AIM: To study the prevalence and risk factors of significant hepatic fibrosis in Moroccan human immunodeficiency virus (HIV) monoinfected patients.

METHODS: We conducted a cross-sectional study among HIV monoinfected patients (negative for hepatitis B surface antigen and hepatitis C antibody). Clinical and laboratory data were collected from the data base of the Infectious Diseases Unit in Ibn Rochd Hospital Center [age, gender, duration of HIV infection, CD4 T lymphocyte count, HIV viral load, glycemia and current or prior use of antiretroviral and antiretroviral therapy (ART) duration]. The primary outcome was a FIB4 score > 1.45. Multivariable logistic regression identified independent risk factors for FIB4 > 1.45.

RESULTS: A FIB4 score > 1.45 was identified in 96 among 619 (15.5%).
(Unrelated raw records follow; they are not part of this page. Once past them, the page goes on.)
//! Text-tab navigation: an auxiliary label strip synchronized with the
//! engine's slide-change signal.

use crate::breakpoints::{self, viewport_width};
use crate::config::*;
use crate::engine::SharedEngine;
use crate::navigation::visible_range;
use crate::settings::{SliderConfig, TabPosition, TabStyle};
use crate::structure::SliderStructure;
use gloo_utils::document;
use std::cell::Cell;
use std::rc::Rc;
use wasm_bindgen::prelude::*;
use wasm_bindgen::JsCast;
use web_sys::HtmlElement;

/// Resolve a frame's tab label: explicit title attribute, else the first
/// heading, else the first image's alt text, else a numbered default.
pub fn resolve_title(frame: &HtmlElement, index: usize) -> String {
    if let Some(title) = frame.get_attribute(FRAME_TITLE_ATTR) {
        let trimmed = title.trim();
        if !trimmed.is_empty() {
            return trimmed.to_string();
        }
    }
    if let Ok(Some(heading)) = frame.query_selector("h1,h2,h3,h4,h5,h6") {
        if let Some(text) = heading.text_content() {
            let trimmed = text.trim();
            if !trimmed.is_empty() {
                return trimmed.to_string();
            }
        }
    }
    if let Ok(Some(image)) = frame.query_selector("img[alt]") {
        if let Some(alt) = image.get_attribute("alt") {
            let trimmed = alt.trim();
            if !trimmed.is_empty() {
                return trimmed.to_string();
            }
        }
    }
    format!("Frame {}", index + 1)
}

pub struct TabStrip {
    strip: HtmlElement,
    buttons: Vec<HtmlElement>,
    config: Rc<SliderConfig>,
    frame_count: usize,
    click_listeners: Vec<(HtmlElement, Closure<dyn FnMut()>)>,
    removed: Cell<bool>,
}

impl TabStrip {
    /// Build one tab per frame and insert the strip above or below the
    /// engine root per configuration.
    pub fn build(
        structure: &SliderStructure,
        frames: &[HtmlElement],
        config: Rc<SliderConfig>,
        engine: SharedEngine,
    ) -> Result<TabStrip, JsValue> {
        let doc = document();
        let strip: HtmlElement = doc.create_element("div")?.unchecked_into();
        strip.set_class_name(TAB_STRIP_CLASS);

        let mut buttons = Vec::with_capacity(frames.len());
        let mut click_listeners = Vec::with_capacity(frames.len());

        for (index, frame) in frames.iter().enumerate() {
            let tab: HtmlElement = doc.create_element("button")?.unchecked_into();
            tab.set_class_name(TAB_CLASS);
            tab.set_attribute("type", "button")?;
            tab.set_text_content(Some(&resolve_title(frame, index)));
            apply_tab_style(&tab, &config.tab_style, false)?;

            let closure = {
                let engine = engine.clone();
                Closure::<dyn FnMut()>::new(move || {
                    engine.borrow_mut().go_to(index);
                })
            };
            tab.add_event_listener_with_callback("click", closure.as_ref().unchecked_ref())?;

            strip.append_child(&tab)?;
            click_listeners.push((tab.clone(), closure));
            buttons.push(tab);
        }

        let position = match config.tab_position {
            TabPosition::Above => "beforebegin",
            TabPosition::Below => "afterend",
        };
        structure.root().insert_adjacent_element(position, &strip)?;

        let tabs = TabStrip {
            strip,
            buttons,
            config,
            frame_count: frames.len(),
            click_listeners,
            removed: Cell::new(false),
        };
        tabs.sync(0);
        Ok(tabs)
    }

    /// Re-mark the tabs for a confirmed index. One pass over all buttons,
    /// so a previous highlight can never survive alongside the new one.
    pub fn sync(&self, current_index: usize) {
        if self.removed.get() {
            return;
        }
        let layout = breakpoints::resolve(&self.config, viewport_width());
        let (start, end) = visible_range(current_index, layout.slides_per_view, self.frame_count);

        for (i, tab) in self.buttons.iter().enumerate() {
            let active = i >= start && i <= end;
            let _ = tab.class_list().toggle_with_force(TAB_ACTIVE_CLASS, active);
            let _ = apply_tab_style(tab, &self.config.tab_style, active);
        }
    }

    /// Detach listeners and remove the strip. Idempotent.
    pub fn remove(&mut self) {
        if self.removed.replace(true) {
            return;
        }
        for (tab, closure) in self.click_listeners.drain(..) {
            let _ = tab.remove_event_listener_with_callback("click", closure.as_ref().unchecked_ref());
        }
        self.strip.remove();
    }
}

fn apply_tab_style(tab: &HtmlElement, style: &TabStyle, active: bool) -> Result<(), JsValue> {
    let css = tab.style();
    css.set_property("font-size", &format!("{}px", style.font_size))?;
    css.set_property("font-weight", &style.font_weight)?;
    css.set_property("text-align", &style.text_align)?;
    css.set_property("padding", &format!("{}px", style.padding))?;
    css.set_property("border-radius", &format!("{}px", style.border_radius))?;
    css.set_property("border-width", &format!("{}px", style.border_width))?;
    css.set_property("border-style", "solid")?;
    if active {
        css.set_property("color", &style.text_color_active)?;
        css.set_property("background-color", &style.background_color_active)?;
        css.set_property("border-color", &style.border_color_active)?;
        css.set_property("box-shadow", &style.box_shadow_active)?;
    } else {
        css.set_property("color", &style.text_color)?;
        css.set_property("background-color", &style.background_color)?;
        css.set_property("border-color", &style.border_color)?;
        css.set_property("box-shadow", &style.box_shadow)?;
    }
    Ok(())
}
HIV monoinfected patients followed up between September 1990 and September 2012. Multivariate analysis showed that only a viral load > 75 (OR = 2.23, 95%CI: 1.36-3.67), CD4 > 200 cells/mm3 (OR = 0.39, 95%CI: 0.21-0.72) and age at FIB4 index calculation (OR = 1.10, 95%CI: 1.07-1.13) were independently associated with the occurrence of FIB4 index (> 1.45). Gender, duration of HIV infection, glycemia, use of antiretroviral therapy and ART duration were not associated with significant fibrosis by FIB4.

CONCLUSION: FIB4 score > 1.45 was found in 15.5% of Moroccan HIV monoinfected patients. Age, HIV viremia > 75 copies/mL and CD4 count > 200 cells/mm3 are associated with liver fibrosis. Further studies are needed to explore mechanisms for fibrosis in HIV monoinfected patients.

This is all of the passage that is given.